"The ram lies down on Broadway"All In London Rating
: Added Thu 26 Apr 2012 - Reviewed by Matthew B
Fulham is perhaps not high on many people's lists of 'destination' areas in London Town for eating and drinking, so it's a smart move that the newly refurbished Cock Tavern aims to be your ’new local’ in the neighbourhood.
One of the new breed of subtly branded Young's pubs, the traditional pub atmosphere has been replaced with a light, modern feel, with mismatched lights and furniture, book-print wallpaper and the like. Yet where this can often seem overly contrived and a desecration of a pub's former heritage, here it seems to sit relatively easily. A bubble chair hangs from the ceiling in a light and airy space towards the garden at the rear – during our visit a young chap was taking photos of his girlfriend swinging in it doing her best Twiggy look.
We were pleased to see the dart board had been retained, and it is reportedly well used. These are usually the first items for the skip when a pub is refurbished, and it made a welcome change to see one in action.
We chose booth seating along one of the side walls. The booths have working telephones that people of a certain age will recognise from decades ago, which you can actually use to call the bar (or another table) if you are feeling especially lazy. For the purposes of research we tested ours, but the lone barman was a little too busy to chat, alas.
The food menu is mainly geared towards 'grazing plates', around £4 - £6 each, with a smaller selection of mains and dishes to share also available. 'Cock in cyder' (sic) looked interesting, but we opted to try a selection of sharing dishes. 'Half spicy spatchcock chicken' was a tasty bird, and not overpowered by seasoning. 'Sticky bourbon ribs' were good, but not sticky enough for us - we would have liked more of the Maker's Mark and hickory glaze!

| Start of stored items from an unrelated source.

//! Response parsers: decoding raw bytes into a result.
//!
//! A [`ResponseParser`] is attached to a [`NetworkResponse`] by the request
//! builder and invoked by the [`ParsingInterceptor`](crate::ParsingInterceptor).
//! On success it stores the decoded value with
//! [`NetworkResponse::set_result`]; on failure it returns the error and leaves
//! it to the calling interceptor to record.
//!
//! Built-in parsers:
//! - [`JsonParser`] - JSON documents, with [`JsonReadingOptions`]
//! - [`TextParser`] - UTF-8 text, stored as a JSON string

use serde_json::Value;

use crate::{Error, NetworkResponse, Result};

/// Reason reported when a body was required but none was received.
pub const EMPTY_DATA_REASON: &str = "Empty Data Received";

/// Decodes the raw body of a [`NetworkResponse`].
///
/// # Example
///
/// ```
/// use courier_core::{NetworkResponse, ResponseParser, Result};
///
/// struct LineCount;
///
/// impl ResponseParser for LineCount {
///     fn parse(&self, response: &mut NetworkResponse) -> Result<()> {
///         if let Some(error) = response.error() {
///             return Err(error.clone());
///         }
///         let lines = response.data().map_or(0, |data| data.split(|b| *b == b'\n').count());
///         response.set_result(lines.into());
///         Ok(())
///     }
/// }
/// ```
pub trait ResponseParser: Send + Sync {
    /// Decode the response body, storing the value on success.
    ///
    /// # Errors
    ///
    /// Returns the reason the body could not be decoded. Parsers must not
    /// write the error onto the response themselves.
    fn parse(&self, response: &mut NetworkResponse) -> Result<()>;

    /// Name used in logs.
    fn name(&self) -> &'static str {
        std::any::type_name::<Self>()
    }
}

// ============================================================================
// JSON
// ============================================================================

/// Strictness settings for [`JsonParser`].
#[derive(Debug, Clone, Copy, PartialEq, Eq)]
pub struct JsonReadingOptions {
    allow_fragments: bool,
    max_depth: Option<usize>,
}

impl Default for JsonReadingOptions {
    fn default() -> Self {
        Self {
            allow_fragments: true,
            max_depth: None,
        }
    }
}

impl JsonReadingOptions {
    /// Only objects and arrays are accepted at the top level.
    #[must_use]
    pub const fn strict() -> Self {
        Self {
            allow_fragments: false,
            max_depth: None,
        }
    }

    /// Accept (or reject) scalars such as `"text"` or `42` at the top level.
    #[must_use]
    pub const fn allow_fragments(mut self, allow: bool) -> Self {
        self.allow_fragments = allow;
        self
    }

    /// Reject documents nested deeper than `depth` containers.
    #[must_use]
    pub const fn max_depth(mut self, depth: usize) -> Self {
        self.max_depth = Some(depth);
        self
    }

    /// Whether top-level scalars are accepted.
    #[must_use]
    pub const fn allows_fragments(&self) -> bool {
        self.allow_fragments
    }

    fn check(&self, value: &Value) -> std::result::Result<(), serde_json::Error> {
        use serde::de::Error as _;

        if !self.allow_fragments && !(value.is_object() || value.is_array()) {
            return Err(serde_json::Error::custom(
                "top-level JSON value must be an object or an array",
            ));
        }
        if let Some(limit) = self.max_depth {
            let depth = nesting_depth(value);
            if depth > limit {
                return Err(serde_json::Error::custom(format!(
                    "JSON nesting depth {depth} exceeds the limit of {limit}"
                )));
            }
        }
        Ok(())
    }
}

/// Number of nested containers; scalars have depth 0.
fn nesting_depth(value: &Value) -> usize {
    let mut deepest = 0;
    let mut stack = vec![(value, 0_usize)];
    while let Some((value, depth)) = stack.pop() {
        match value {
            Value::Array(items) => {
                deepest = deepest.max(depth + 1);
                stack.extend(items.iter().map(|item| (item, depth + 1)));
            }
            Value::Object(fields) => {
                deepest = deepest.max(depth + 1);
                stack.extend(fields.values().map(|field| (field, depth + 1)));
            }
            _ => {}
        }
    }
    deepest
}

/// Decodes the body as a JSON document into a [`serde_json::Value`].
///
/// - a response that already failed is never parsed: its error is returned as is;
/// - an absent or empty body fails with [`EMPTY_DATA_REASON`], even for
///   statuses such as `204 No Content`;
/// - malformed JSON fails with [`Error::JsonParsing`].
#[derive(Debug, Clone, Copy, Default)]
pub struct JsonParser {
    options: JsonReadingOptions,
}

impl JsonParser {
    /// Create a JSON parser with default options (fragments allowed).
    #[must_use]
    pub fn new() -> Self {
        Self::default()
    }

    /// Create a JSON parser with custom options.
    #[must_use]
    pub const fn with_options(options: JsonReadingOptions) -> Self {
        Self { options }
    }

    /// Reading options in use.
    #[must_use]
    pub const fn options(&self) -> JsonReadingOptions {
        self.options
    }

    fn decode(&self, data: &[u8]) -> Result<Value> {
        let value = serde_json::from_slice::<Value>(data).map_err(Error::json_parsing)?;
        self.options.check(&value).map_err(Error::json_parsing)?;
        Ok(value)
    }
}

impl ResponseParser for JsonParser {
    fn parse(&self, response: &mut NetworkResponse) -> Result<()> {
        if let Some(error) = response.error() {
            return Err(error.clone());
        }

        let value = match response.data() {
            Some(data) if !data.is_empty() => self.decode(data)?,
            _ => return Err(Error::response_validation(EMPTY_DATA_REASON)),
        };
        response.set_result(value);
        Ok(())
    }

    fn name(&self) -> &'static str {
        "json"
    }
}

// ============================================================================
// Text
// ============================================================================

/// Decodes the body as UTF-8 text into a [`Value::String`].
///
/// Unlike [`JsonParser`], an empty or absent body yields an empty string.
#[derive(Debug, Clone, Copy, Default)]
pub struct TextParser;

impl ResponseParser for TextParser {
    fn parse(&self, response: &mut NetworkResponse) -> Result<()> {
        if let Some(error) = response.error() {
            return Err(error.clone());
        }

        let text = match response.data() {
            Some(data) => std::str::from_utf8(data)
                .map_err(Error::TextDecoding)?
                .to_owned(),
            None => String::new(),
        };
        response.set_result(Value::String(text));
        Ok(())
    }

    fn name(&self) -> &'static str {
        "text"
    }
}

The 'beef sliders' at £6 for two felt insubstantial meat-wise. Although by nature fit-in-your-palm small, they didn’t feel like great value. Triple cooked chips were executed well, and the 'wee black pudding scotch egg' had a nice yolk consistency and was served with mustard on the gentle insistence of the barman, demonstrating they do care about their food (the menu is not an identikit selection to be found replicated in other Young’s pubs).

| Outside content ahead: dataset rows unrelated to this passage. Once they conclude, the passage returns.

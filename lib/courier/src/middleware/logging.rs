//! Transport-level request/response logging with `tracing`.

use std::future::Future;
use std::pin::Pin;
use std::task::{Context, Poll};
use std::time::Instant;

use bytes::Bytes;
use tower::{Layer, Service};
use tracing::{Instrument, debug, info, info_span, warn};

use crate::{Error, Request, Response, Result};

/// How much detail [`LoggingLayer`] records.
#[derive(Debug, Clone, Copy, Default, PartialEq, Eq)]
pub enum LogLevel {
    /// Method, URL and request headers at debug level.
    Debug,
    /// Method and URL at info level.
    #[default]
    Info,
}

/// Layer logging every exchange: the request, then its status (or
/// transport error) and how long it took.
///
/// Non-2xx statuses and transport errors are logged at warn level.
#[derive(Debug, Clone, Copy, Default)]
pub struct LoggingLayer {
    level: LogLevel,
}

impl LoggingLayer {
    /// Log at info level.
    #[must_use]
    pub fn new() -> Self {
        Self::default()
    }

    /// Log at debug level, including request headers.
    #[must_use]
    pub fn debug() -> Self {
        Self {
            level: LogLevel::Debug,
        }
    }

    /// The configured level.
    #[must_use]
    pub const fn level(&self) -> LogLevel {
        self.level
    }
}

impl<S> Layer<S> for LoggingLayer {
    type Service = Logging<S>;

    fn layer(&self, inner: S) -> Self::Service {
        Logging {
            inner,
            level: self.level,
        }
    }
}

/// Service produced by [`LoggingLayer`].
#[derive(Debug, Clone)]
pub struct Logging<S> {
    inner: S,
    level: LogLevel,
}

impl<S> Service<Request<Bytes>> for Logging<S>
where
    S: Service<Request<Bytes>, Response = Response<Bytes>, Error = Error> + Clone + Send + 'static,
    S::Future: Send,
{
    type Response = Response<Bytes>;
    type Error = Error;
    type Future = Pin<Box<dyn Future<Output = Result<Self::Response>> + Send>>;

    fn poll_ready(&mut self, cx: &mut Context<'_>) -> Poll<Result<()>> {
        self.inner.poll_ready(cx)
    }

    fn call(&mut self, request: Request<Bytes>) -> Self::Future {
        let method = request.method();
        let url = request.url().to_string();
        let span = info_span!("http_request", %method, %url);

        match self.level {
            LogLevel::Debug => {
                span.in_scope(|| debug!(headers = ?request.headers(), "sending request"));
            }
            LogLevel::Info => span.in_scope(|| info!("sending request")),
        }

        // the ready service must be the one called
        let clone = self.inner.clone();
        let mut inner = std::mem::replace(&mut self.inner, clone);

        Box::pin(
            async move {
                let start = Instant::now();
                let result = inner.call(request).await;
                let elapsed_ms = u64::try_from(start.elapsed().as_millis()).unwrap_or(u64::MAX);

                match &result {
                    Ok(response) if response.is_success() => {
                        info!(status = response.status(), elapsed_ms, "request completed");
                    }
                    Ok(response) => {
                        warn!(
                            status = response.status(),
                            elapsed_ms,
                            "request completed with HTTP error"
                        );
                    }
                    Err(error) => warn!(%error, elapsed_ms, "request failed"),
                }
                result
            }
            .instrument(span),
        )
    }
}

#[cfg(test)]
mod tests {
    use std::collections::HashMap;

    use assert2::{check, let_assert};
    use tower::{ServiceExt, service_fn};

    use super::*;
    use crate::Method;

    fn request() -> Request<Bytes> {
        let url = url::Url::parse("https://api.example.com/health").expect("valid URL");
        Request::builder(Method::Get, url).build()
    }

    #[test]
    fn levels() {
        check!(LoggingLayer::new().level() == LogLevel::Info);
        check!(LoggingLayer::debug().level() == LogLevel::Debug);
    }

    #[tokio::test]
    async fn passes_responses_through() {
        let service = LoggingLayer::debug().layer(service_fn(|_request: Request<Bytes>| async {
            Ok::<_, Error>(Response::new(503, HashMap::new(), Bytes::from_static(b"down")))
        }));

        let_assert!(Ok(response) = service.oneshot(request()).await);
        check!(response.status() == 503);
        check!(response.body().as_ref() == b"down");
    }

    #[tokio::test]
    async fn passes_errors_through() {
        let service = LoggingLayer::new().layer(service_fn(|_request: Request<Bytes>| async {
            Err::<Response<Bytes>, _>(Error::Timeout)
        }));

        let_assert!(Err(Error::Timeout) = service.oneshot(request()).await);
    }
}
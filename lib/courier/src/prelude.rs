//! Prelude module for convenient imports.
//!
//! ```
//! use courier::prelude::*;
//! ```

pub use crate::{
    ClientConfig, ContentType, Error, HttpClient, HyperClient, JsonParser, JsonReadingOptions,
    Method, NetworkResponse, Pipeline, Resource, ResponseInterceptor, ResponseParser, Result,
    StatusValidationInterceptor, TextParser, WebService, interceptor_fn,
};
pub use serde::{Deserialize, Serialize};
//! Web services: a server, a transport and a response pipeline.

use std::sync::Arc;

use url::Url;

use crate::{Error, Pipeline, Resource, Result};

/// Entry point for declaring requests against one server.
///
/// Holds the transport, the server URL and the [`Pipeline`] every response
/// goes through. Cloning is cheap; clones share transport and pipeline.
///
/// An invalid server URL is not an error here: resources obtained from
/// [`server`](Self::server) are predisposed with [`Error::InvalidBaseUrl`]
/// and fail when loaded.
///
/// # Example
///
/// ```no_run
/// use courier::{HyperClient, Pipeline, StatusValidationInterceptor, WebService};
///
/// # async fn run() {
/// let api = WebService::new(HyperClient::new(), "https://api.example.com/v1")
///     .with_pipeline(Pipeline::standard().with_first(StatusValidationInterceptor::new()));
///
/// let response = api.server().path("status").json().load().await;
/// if let Some(error) = response.error() {
///     eprintln!("status check failed: {error}");
/// }
/// # }
/// ```
pub struct WebService<C> {
    client: Arc<C>,
    server_url: String,
    base: Result<Url>,
    pipeline: Arc<Pipeline>,
}

impl<C> Clone for WebService<C> {
    fn clone(&self) -> Self {
        Self {
            client: Arc::clone(&self.client),
            server_url: self.server_url.clone(),
            base: self.base.clone(),
            pipeline: Arc::clone(&self.pipeline),
        }
    }
}

impl<C> std::fmt::Debug for WebService<C> {
    fn fmt(&self, f: &mut std::fmt::Formatter<'_>) -> std::fmt::Result {
        f.debug_struct("WebService")
            .field("server_url", &self.server_url)
            .field("valid", &self.base.is_ok())
            .field("pipeline", &self.pipeline)
            .finish_non_exhaustive()
    }
}

impl<C> WebService<C> {
    /// Create a service for `server_url`, using the standard pipeline.
    pub fn new(client: C, server_url: impl Into<String>) -> Self {
        Self::with_shared_client(Arc::new(client), server_url)
    }

    /// Like [`new`](Self::new), sharing a transport with other services.
    pub fn with_shared_client(client: Arc<C>, server_url: impl Into<String>) -> Self {
        let server_url = server_url.into();
        let base = parse_base_url(&server_url).map_err(|reason| {
            Error::invalid_base_url(format!(
                "invalid server URL {server_url:?}: {reason}; \
                 specify an http or https scheme and a valid path"
            ))
        });
        Self {
            client,
            server_url,
            base,
            pipeline: Arc::new(Pipeline::standard()),
        }
    }

    /// Replace the response pipeline.
    #[must_use]
    pub fn with_pipeline(mut self, pipeline: Pipeline) -> Self {
        self.pipeline = Arc::new(pipeline);
        self
    }

    /// The server URL, as given.
    #[must_use]
    pub fn server_url(&self) -> &str {
        &self.server_url
    }

    /// The response pipeline.
    #[must_use]
    pub fn pipeline(&self) -> &Pipeline {
        &self.pipeline
    }

    /// The transport.
    #[must_use]
    pub fn client(&self) -> &C {
        &self.client
    }

    /// A resource rooted at the server URL.
    #[must_use]
    pub fn server(&self) -> Resource<C> {
        Resource::new(
            Arc::clone(&self.client),
            Arc::clone(&self.pipeline),
            self.base.clone(),
        )
    }

    /// A resource rooted at `base_url` instead of the server URL.
    ///
    /// The transport and pipeline are the service's own.
    #[must_use]
    pub fn custom_resource(&self, base_url: &str) -> Resource<C> {
        let base = parse_base_url(base_url).map_err(|reason| {
            Error::invalid_base_url(format!(
                "invalid custom resource URL {base_url:?}: {reason}; \
                 specify an http or https scheme and a valid path"
            ))
        });
        Resource::new(Arc::clone(&self.client), Arc::clone(&self.pipeline), base)
    }
}

/// Only absolute `http`/`https` URLs can root a resource.
fn parse_base_url(raw: &str) -> std::result::Result<Url, String> {
    let url = Url::parse(raw.trim()).map_err(|err| err.to_string())?;
    match url.scheme() {
        "http" | "https" if !url.cannot_be_a_base() => Ok(url),
        scheme => Err(format!("unsupported scheme {scheme:?}")),
    }
}

#[cfg(test)]
mod tests {
    use assert2::{check, let_assert};

    use super::*;
    use crate::StatusValidationInterceptor;

    #[test]
    fn valid_server_url() {
        let service = WebService::new((), "https://api.example.com/v1");

        let resource = service.server();

        check!(resource.predisposition().is_none());
        let_assert!(Ok(request) = resource.build_request());
        check!(request.url().as_str() == "https://api.example.com/v1");
    }

    #[test]
    fn invalid_server_url_predisposes() {
        let service = WebService::new((), "not a url");
        let resource = service.server();

        let_assert!(Some(Error::InvalidBaseUrl(reason)) = resource.predisposition());
        check!(reason.contains("not a url"));
    }

    #[test]
    fn unsupported_scheme_predisposes() {
        let service = WebService::new((), "ftp://files.example.com");
        let resource = service.server();

        let_assert!(Some(Error::InvalidBaseUrl(reason)) = resource.predisposition());
        check!(reason.contains("ftp"));
    }

    #[test]
    fn custom_resource_uses_its_own_base() {
        let service = WebService::new((), "not a url");

        let resource = service.custom_resource("http://localhost:8080");

        let_assert!(Ok(request) = resource.build_request());
        check!(request.url().as_str() == "http://localhost:8080/");
    }

    #[test]
    fn invalid_custom_resource_predisposes() {
        let service = WebService::new((), "https://api.example.com");

        let resource = service.custom_resource("::");

        let_assert!(Some(err) = resource.predisposition());
        check!(matches!(err, Error::InvalidBaseUrl(_)));
    }

    #[test]
    fn pipeline_is_shared_with_resources() {
        let service = WebService::new((), "https://api.example.com")
            .with_pipeline(Pipeline::standard().with_first(StatusValidationInterceptor::new()));

        check!(service.pipeline().stage_names() == ["status-validation", "parsing"]);
        check!(format!("{:?}", service.server()).contains("status-validation"));
    }

    #[test]
    fn clones_share_transport() {
        let service = WebService::new(String::from("transport"), "https://api.example.com");
        let cloned = service.clone();

        check!(std::ptr::eq(service.client(), cloned.client()));
    }
}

My dining companion was a bit bemused by the drinking chocolate granules dusted over his chocolate mousse and the addition of unadvertised coffee flavour, but the homemade shortbread to accompany it was good.
We notched up £40 worth of food for five plates and a dessert each (excluding drinks), which did not seem an excessive amount of food. Small plate menus can sometimes lure you in with a low price per dish and end up resulting in a higher bill than choosing a traditional main. Overall, for decent pub grub the Cock represented reasonable value for money.
One reason this establishment will likely do well is that it has not forgotten the basics of being a pub, that is: decent drinks (our pints of Young's bitter on arrival were nicely kept, and they also offer a signature highball using local gin maker Sipsmith), decent food and a welcoming ambience. With board games, quiz and music nights, and even the offer of keeping your own coffee mug behind the bar, if you live in Fulham or find yourself in the area, the Cock Tavern is a good option.